=== Exercise details ===
Copy the following listing word for word.

=== Excerpted records ===
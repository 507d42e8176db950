use serde::Serialize;

/// 有効化状態
#[derive(Debug, Clone, Copy, PartialEq, Eq, Serialize)]
#[serde(rename_all = "snake_case")]
pub enum ActivationState {
    Inactive,
    Active,
}

impl ActivationState {
    pub fn as_str(&self) -> &str {
        match self {
            Self::Inactive => "inactive",
            Self::Active => "active",
        }
    }

    pub fn is_active(&self) -> bool {
        matches!(self, Self::Active)
    }

    /// トグルボタンの表示ラベル
    pub fn toggle_label(&self) -> &'static str {
        match self {
            Self::Inactive => "Activate",
            Self::Active => "Deactivate",
        }
    }
}

/// 有効化フラグと世代番号。
///
/// 世代番号は有効化のたびに進み、以前の有効化期間に開始された
/// 取得結果を判別するのに使う。
#[derive(Debug)]
pub struct Activation {
    state: ActivationState,
    epoch: u64,
    updated_at: Option<String>,
}

impl Activation {
    pub fn new() -> Self {
        Self {
            state: ActivationState::Inactive,
            epoch: 0,
            updated_at: None,
        }
    }

    pub fn state(&self) -> ActivationState {
        self.state
    }

    pub fn is_active(&self) -> bool {
        self.state.is_active()
    }

    pub fn epoch(&self) -> u64 {
        self.epoch
    }

    pub fn updated_at(&self) -> Option<&str> {
        self.updated_at.as_deref()
    }

    /// toggle: Inactive→Active（世代を進める）, Active→Inactive
    pub fn toggle(&mut self, now: String) -> StateTransition {
        let prev = self.state;
        self.state = match prev {
            ActivationState::Inactive => {
                self.epoch += 1;
                ActivationState::Active
            }
            ActivationState::Active => ActivationState::Inactive,
        };
        self.updated_at = Some(now.clone());
        StateTransition {
            prev_state: prev,
            new_state: self.state,
            epoch: self.epoch,
            timestamp: now,
        }
    }

    /// 取得開始時の世代のまま有効かどうか
    pub fn is_current(&self, epoch: u64) -> bool {
        self.is_active() && self.epoch == epoch
    }
}

impl Default for Activation {
    fn default() -> Self {
        Self::new()
    }
}

/// 状態遷移ペイロード
#[derive(Debug, Clone, PartialEq, Eq, Serialize)]
pub struct StateTransition {
    pub prev_state: ActivationState,
    pub new_state: ActivationState,
    pub epoch: u64,
    pub timestamp: String,
}

impl StateTransition {
    pub fn activated(&self) -> bool {
        self.new_state.is_active()
    }
}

=== Solution to the problem ===
repository 507d42e8176db950
use serde::Serialize;

/// 有効化状態
#[derive(Debug, Clone, Copy, PartialEq, Eq, Serialize)]
#[serde(rename_all = "snake_case")]
pub enum ActivationState {
    Inactive,
    Active,
}

impl ActivationState {
    pub fn as_str(&self) -> &str {
        match self {
            Self::Inactive => "inactive",
            Self::Active => "active",
        }
    }

    pub fn is_active(&self) -> bool {
        matches!(self, Self::Active)
    }

    /// トグルボタンの表示ラベル
    pub fn toggle_label(&self) -> &'static str {
        match self {
            Self::Inactive => "Activate",
            Self::Active => "Deactivate",
        }
    }
}

/// 有効化フラグと世代番号。
///
/// 世代番号は有効化のたびに進み、以前の有効化期間に開始された
/// 取得結果を判別するのに使う。
#[derive(Debug)]
pub struct Activation {
    state: ActivationState,
    epoch: u64,
    updated_at: Option<String>,
}

impl Activation {
    pub fn new() -> Self {
        Self {
            state: ActivationState::Inactive,
            epoch: 0,
            updated_at: None,
        }
    }

    pub fn state(&self) -> ActivationState {
        self.state
    }

    pub fn is_active(&self) -> bool {
        self.state.is_active()
    }

    pub fn epoch(&self) -> u64 {
        self.epoch
    }

    pub fn updated_at(&self) -> Option<&str> {
        self.updated_at.as_deref()
    }

    /// toggle: Inactive→Active（世代を進める）, Active→Inactive
    pub fn toggle(&mut self, now: String) -> StateTransition {
        let prev = self.state;
        self.state = match prev {
            ActivationState::Inactive => {
                self.epoch += 1;
                ActivationState::Active
            }
            ActivationState::Active => ActivationState::Inactive,
        };
        self.updated_at = Some(now.clone());
        StateTransition {
            prev_state: prev,
            new_state: self.state,
            epoch: self.epoch,
            timestamp: now,
        }
    }

    /// 取得開始時の世代のまま有効かどうか
    pub fn is_current(&self, epoch: u64) -> bool {
        self.is_active() && self.epoch == epoch
    }
}

impl Default for Activation {
    fn default() -> Self {
        Self::new()
    }
}

/// 状態遷移ペイロード
#[derive(Debug, Clone, PartialEq, Eq, Serialize)]
pub struct StateTransition {
    pub prev_state: ActivationState,
    pub new_state: ActivationState,
    pub epoch: u64,
    pub timestamp: String,
}

impl StateTransition {
    pub fn activated(&self) -> bool {
        self.new_state.is_active()
    }
}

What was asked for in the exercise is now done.